Anetka, nasza pani Anetka
Anetka, nasza pani Anetka
Była sobie Anetka, nasza pani Anetka, Młoda taka kobietka, zwariowana rakietka! Anetka, Anetka – rosyjska rakietka, Jak w piłkę przywali – nie ma już światła! Okno leci, biodro skręci – ajajaj na SOR poleci! Anetka, Anetka – szalona kobietka!
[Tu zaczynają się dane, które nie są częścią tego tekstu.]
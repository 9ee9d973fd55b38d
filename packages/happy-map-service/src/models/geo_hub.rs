use serde::{Deserialize, Serialize};

/// A real-world place that news headlines can be attributed to
#[derive(Debug, Clone, PartialEq, Serialize, Deserialize)]
pub struct GeoHub {
    pub id: String,
    pub name: String,
    pub lat: f64,
    pub lon: f64,
    pub keywords: Vec<String>,
}

impl GeoHub {
    pub fn new(
        id: impl Into<String>,
        name: impl Into<String>,
        lat: f64,
        lon: f64,
        keywords: Vec<String>,
    ) -> Self {
        Self {
            id: id.into(),
            name: name.into(),
            lat,
            lon,
            keywords,
        }
    }
}

/// A candidate hub for a headline
#[derive(Debug, Clone, PartialEq, Serialize, Deserialize)]
pub struct HubMatch {
    pub hub: GeoHub,
    pub confidence: f64,    // 0-1
    pub matched_keyword: String,
}

#[derive(Debug, thiserror::Error)]
pub enum GeoHubError {
    #[error("Hub {0} has no keywords.")]
    NoKeywords(String),

    #[error("Invalid keyword pattern for hub {hub}: {source}")]
    InvalidPattern {
        hub: String,
        #[source]
        source: regex::Error,
    },
}
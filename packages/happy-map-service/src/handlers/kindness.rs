use axum::{extract::State, Json};
use tracing::info;

use crate::{
    handlers::AppState,
    libraries::kindness::fetch_kindness_data,
    models::{KindnessPoint, KindnessRequest},
};

/// Baseline-only kindness map
pub async fn get_kindness(State(state): State<AppState>) -> Json<Vec<KindnessPoint>> {
    Json(fetch_kindness_data(None, state.geo.as_ref()))
}

/// Kindness map with real events extracted from the supplied news items
pub async fn post_kindness(
    State(state): State<AppState>,
    Json(request): Json<KindnessRequest>,
) -> Json<Vec<KindnessPoint>> {
    let points = fetch_kindness_data(request.news(), state.geo.as_ref());

    info!(
        "Built kindness map from {} news items: {} real of {} points",
        request.news().map_or(0, <[_]>::len),
        points.iter().filter(|p| p.is_real()).count(),
        points.len()
    );

    Json(points)
}
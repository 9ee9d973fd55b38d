pub mod config;
pub mod handlers;
pub mod libraries;
pub mod models;
pub mod routes;
pub mod services;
Nasza połamana, ale wciąż roześmiana, Podwójna agentka, choć czasem pamiętna... Na lekcji humorek – pisać nie da w porę, Tablica już cierpi, bo długopis sterczy! Anetka, Anetka – rosyjska rakietka, Jak w piłkę przywali – nie ma już światła! Okno leci, biodro skręci – ajajaj na SOR poleci! Anetka, Anetka – szalona kobietka! Kuraszowa z werwą, wartka jak rzeka Narew, no! Gdyby nie ta gra w piłę – byłaby w formie aż miłe! Artystka na medal, choć czasem się nie da – Raz plakat, raz drama, ale wszyscy ją kochamy! Anetka, Anetka – rosyjska rakietka, Jak w piłkę przywali – nie ma już światła! Okno leci, biodro skręci – ajajaj na SOR poleci! Anetka, Anetka – nasza artystka rakietka!